Courtesy of Moodrise.
Each piece of content the app presents—be it a mesmerizing animation of bouncing colored balls, ambient music, the sound of a rushing river, a video of a pug getting a belly rub, or original music by singer-songwriter Devendra Banhart—is carefully selected by Moodrise’s curators and always tied to scientific research. (The ample number of cute animal videos, for example, are backed by a November 2015 study that found they “can improve mood and increase productivity.”)
At the end of each chapter, an animation appears prompting you to rate your mood—data that is collected for the user to help track personal progress over time. Though there are currently 10 chapters per category available on the app, there will be more content accessible to paying subscribers in the future, for $6.99 per month.
Currently, much of what you’ll see on the app comes from creators on Instagram (who are credited for their work), as well as YouTube, Creative Commons, Giphy, and other media repositories. But through the design and interface, you can see that art is built into Moodrise’s DNA. The calming, luminous aesthetics are inspired by historic and contemporary artists, including pioneers of light and color like Turrell, Josef Albers, and Doug Wheeler. Moskowitz notes that in the future, there may be opportunities to work directly with visual artists to create original visual content for Moodrise—which they’re already doing with audio content.

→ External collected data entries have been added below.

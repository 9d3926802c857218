crate::label::label_repository!(
    Character,
    CreateCharacter,
    CharacterRepository,
    CharacterRepositoryImpl,
    "character",
    "series_characters",
    "character_id"
);
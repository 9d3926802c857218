pub type Result<T, E = Error> = std::result::Result<T, E>;

#[derive(Debug, thiserror::Error)]
pub enum Error {
    #[error("Database error: {0}")]
    DatabaseError(#[from] sqlx::Error),

    #[error("User password error: {0}")]
    UserPasswordError(#[from] argon2::password_hash::Error),

    #[error("Record not found: {0}")]
    RecordNotFound(String),

    #[error("Referenced record does not exist: {0}")]
    InvalidReference(String),

    #[error("Invalid credentials")]
    InvalidCredentials,
}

On Google Home and Amazon Alexa, users can listen to quick podcasts that include a score by Banhart and voiceovers from actor Kristin Scott Thomas (the company is in talks with other musicians and artists to produce more original content). Moskowitz calls them “pill casts”—“segments of 90 seconds or less that can trigger specific chemicals in your brain to feel better.”

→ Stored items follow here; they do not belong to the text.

use std::str::FromStr;

use garde::Validate;
use serde::{Deserialize, Serialize};

#[derive(Debug, Clone, PartialEq, Eq, Validate, Hash, PartialOrd, Ord, Serialize, Deserialize)]
#[garde(transparent)]
pub struct ValidEmail(#[garde(email)] String);

impl ValidEmail {
    /// Canonical form - domain part lowercased, local part kept as is.
    pub fn normalized(&self) -> String {
        match self.0.rsplit_once('@') {
            Some((local, domain)) => format!("{}@{}", local, domain.to_lowercase()),
            None => self.0.clone(),
        }
    }
}

impl FromStr for ValidEmail {
    type Err = garde::Report;

    fn from_str(s: &str) -> Result<Self, Self::Err> {
        let email = ValidEmail(s.to_string());
        email.validate()?;
        Ok(email)
    }
}

impl AsRef<str> for ValidEmail {
    fn as_ref(&self) -> &str {
        &self.0
    }
}

#[cfg(test)]
mod tests {
    use fake::Fake as _;
    use quickcheck::Arbitrary;
    use quickcheck_macros::quickcheck;

    use super::*;

    impl Arbitrary for ValidEmail {
        fn arbitrary(_g: &mut quickcheck::Gen) -> Self {
            let email: String = fake::faker::internet::en::SafeEmail().fake();
            ValidEmail(email)
        }
    }

    #[quickcheck]
    fn test_valid_email_arbitrary(valid_email: ValidEmail) {
        assert!(valid_email.validate().is_ok());
    }

    #[quickcheck]
    fn test_normalized_domain_is_lowercase(valid_email: ValidEmail) {
        let normalized = valid_email.normalized();
        let domain = normalized.rsplit_once('@').unwrap().1;
        assert_eq!(domain, domain.to_lowercase());
    }

    #[test]
    fn test_valid_email() {
        let email = ValidEmail::from_str("admin@localhost").unwrap();
        assert_eq!(email.as_ref(), "admin@localhost");
    }

    #[test]
    fn test_invalid_email() {
        let email = ValidEmail::from_str("admin");
        assert!(email.is_err());

        let email = ValidEmail::from_str("");
        assert!(email.is_err());
    }

    #[test]
    fn test_normalized() {
        let email = ValidEmail::from_str("Test@AKSHAYDEV.COM").unwrap();
        assert_eq!(email.normalized(), "Test@akshaydev.com");
    }
}
pub mod config;
pub mod error;
pub mod run;

pub use error::{Error, Result};
pub use run::{build_state, run, run_graceful_with_state, run_with_state};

Screenshots from the Moodrise app.
Moodrise also has plans for a content labeling system—like the nutritional labels on your food—that they will license to other platforms to tell us, for example, if a TV show or a YouTube video will trigger GABA; you can imagine it as a small purple triangle or a yellow square appearing in the corner of your screen or browser, helping you determine which media or even art to seek out in order to feel calm or less lonely.

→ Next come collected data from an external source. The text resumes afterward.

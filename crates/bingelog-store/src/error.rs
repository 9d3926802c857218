pub type StoreResult<T> = std::result::Result<T, StoreError>;

#[derive(thiserror::Error, Debug)]
pub enum StoreError {
    #[error("Invalid path")]
    InvalidPath,
    #[error("Cannot create on provided path")]
    PathConflict,
    #[error("File not found: {0}")]
    NotFound(String),
    #[error("IO error: {0}")]
    IoError(#[from] std::io::Error),
    #[error("Task join error: {0}")]
    TaskJoinError(#[from] tokio::task::JoinError),
}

“If you view trees, brooks, other elements of the natural world, that typically triggers the release of GABA, so you could imagine looking at photos by Ansel Adams,” Moskowitz explained. He also pointed to seascapes by Hiroshi Sugimoto and the landscapes of Andreas Gursky. Meanwhile, if you’re looking at nudes by Richard Avedon, he noted, those might trigger oxytocin.
“It’s another way of thinking about the kind of positive dividends that exposure to art can impart,” Moskowitz said. “It’s also another way of making more informed decisions about the content that you’re watching on your phone, on the internet, or on television.”
He’s careful to emphasize that Moodrise is not the solution to mental health crises, but rather a new resource. The company is already selling enterprise subscriptions to businesses, which will offer their employees access to the app as part of their health benefits, similar to the way some companies subsidize the cost of gym memberships.
Moskowitz sees it as an offering that’s in line with the way that doctors in the U.K. and elsewhere are increasingly open to prescribing people visits to art museums to feel better. “Well that’s great,” he said, “but what if we can deliver a similar experience from the palm of your hand?”